Aber dazu musste man studieren. Leichter gesagt als getan, wenn man
aus einem zutiefst christlichen Haushalt stammte und in der DDR aufwuchs.
Aber in der Lehre erwies sie sich als sehr anstellig, denn kaum war
sie fertig, da vertraute man ihr die Leitung eines kleinen Sägewerkes
an, welches Paletten, Kisten, Zaun- und Dachlatten und einiges mehr
herstellte. Als junge Frau schon Boss über 18 Männer! Von
dieser Zeit schwärmt sie. Das war ein duftes Arbeiten! Zweieinhalb
Jahre machte sie das, dann ließ der Arbeiter- und Bauernstaat
sie zum Studium zu. Kaum hatte sie ihre Abschlüsse 1979 in der
Tasche, fing sie beim Staatlichen Forstbetrieb Belzig an.
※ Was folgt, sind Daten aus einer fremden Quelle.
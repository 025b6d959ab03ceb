//! A packed, cache-friendly container for objects of different types behind one interface.
//!
//! This crate provides [`PolyVec`], which stores values of heterogeneous concrete types that
//! share a common interface (typically a trait object type such as `dyn Shape`) contiguously
//! in a single byte buffer. Compared to a `Vec<Box<dyn Shape>>`, there is one allocation for the
//! whole collection instead of one per object, and iteration walks memory front to back.
//!
//! # Key Features
//!
//! - **Packed storage**: All objects live in one growable, aligned byte buffer
//! - **Stable indexes**: Every insertion returns an index that stays valid until the container
//!   is reset, regardless of buffer growth
//! - **Slot reuse**: Freed slots are reused first-fit by later insertions that fit into them
//! - **Virtual destruction**: Objects are dropped through the interface type when freed
//! - **Tombstones**: Freed slots are marked vacant and skipped by iteration
//! - **Configurable offset width**: Narrower offset types such as `u32` shrink the offset
//!   table and the free list
//! - **Drop policies**: Configurable behavior when dropping a container with live objects
//!
//! # Storing trait objects
//!
//! Concrete types declare that they can be stored as the interface type with the [`upcast!`]
//! macro. Inserting a type that has no such declaration is a compile error.
//!
//! ```rust
//! use poly_vec::{PolyVec, upcast};
//!
//! trait Shape {
//!     fn area(&self) -> f64;
//! }
//!
//! struct Circle {
//!     radius: f64,
//! }
//!
//! struct Rectangle {
//!     width: f64,
//!     height: f64,
//! }
//!
//! impl Shape for Circle {
//!     fn area(&self) -> f64 {
//!         std::f64::consts::PI * self.radius * self.radius
//!     }
//! }
//!
//! impl Shape for Rectangle {
//!     fn area(&self) -> f64 {
//!         self.width * self.height
//!     }
//! }
//!
//! upcast!(dyn Shape => Circle, Rectangle);
//!
//! let mut shapes = PolyVec::<dyn Shape>::new();
//!
//! let circle = shapes.push(Circle { radius: 1.0 });
//! let rectangle = shapes.push(Rectangle {
//!     width: 2.0,
//!     height: 3.0,
//! });
//!
//! let total: f64 = shapes.iter().map(|shape| shape.area()).sum();
//! assert!((total - (std::f64::consts::PI + 6.0)).abs() < 1e-9);
//!
//! // Freeing leaves a tombstone; the index of the rectangle is unaffected.
//! shapes.free(circle).unwrap();
//! assert!(shapes.get(circle).unwrap().is_none());
//! assert_eq!(shapes[rectangle].area(), 6.0);
//!
//! // A new object that fits into the vacant slot reuses its index.
//! assert_eq!(shapes.push(Circle { radius: 2.0 }), circle);
//! ```
//!
//! # Slot reuse
//!
//! A vacant slot is reused only if the new object fits into the slot's byte range and the
//! slot's start already satisfies the object's alignment. The first fitting slot wins. Slots are
//! never split, so the unused tail of a reused slot stays wasted until the container is reset
//! with [`PolyVec::free_all()`] or [`PolyVec::clear()`].
//!
//! # Thread safety
//!
//! [`PolyVec`] is single-threaded: it is neither [`Send`] nor [`Sync`].

mod buffer;
mod builder;
mod drop_policy;
mod error;
mod iter;
mod offset;
mod placement;
mod poly_vec;
mod slot_meta;
mod slot_table;
mod upcast;

pub use builder::*;
pub use drop_policy::*;
pub use error::*;
pub use iter::*;
pub use offset::Offset;
pub use poly_vec::PolyVec;
pub use upcast::Upcast;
Mitten im
zauberhaften Hohen Fläming, dem Spessart der Mark. Unter Landrat
Koch diente sie eifrig in der Unteren Jagd- und Naturschutzbehörde,
bis sie 1992 davon hörte, dass die Stadt Brandenburg an der Havel
einen Förster für die damals noch 2.900ha Stadtwald suchte.
Sie griff zu. Seitdem ist Kornelia Stamann Brandenburgs leitender Grünrock.
Ihr Amt gehört zum Gebäude- und Liegenschaftsmanagement, einem
Eigenbetrieb der Stadt, der sich auf dem Markt behaupten muss. Die grüne
Lunge der Stadt darf aber nicht nur unter profitorientierten Gesichtspunkten
betrachtet werden – hier gilt der Lebensrhythmus der Bäume.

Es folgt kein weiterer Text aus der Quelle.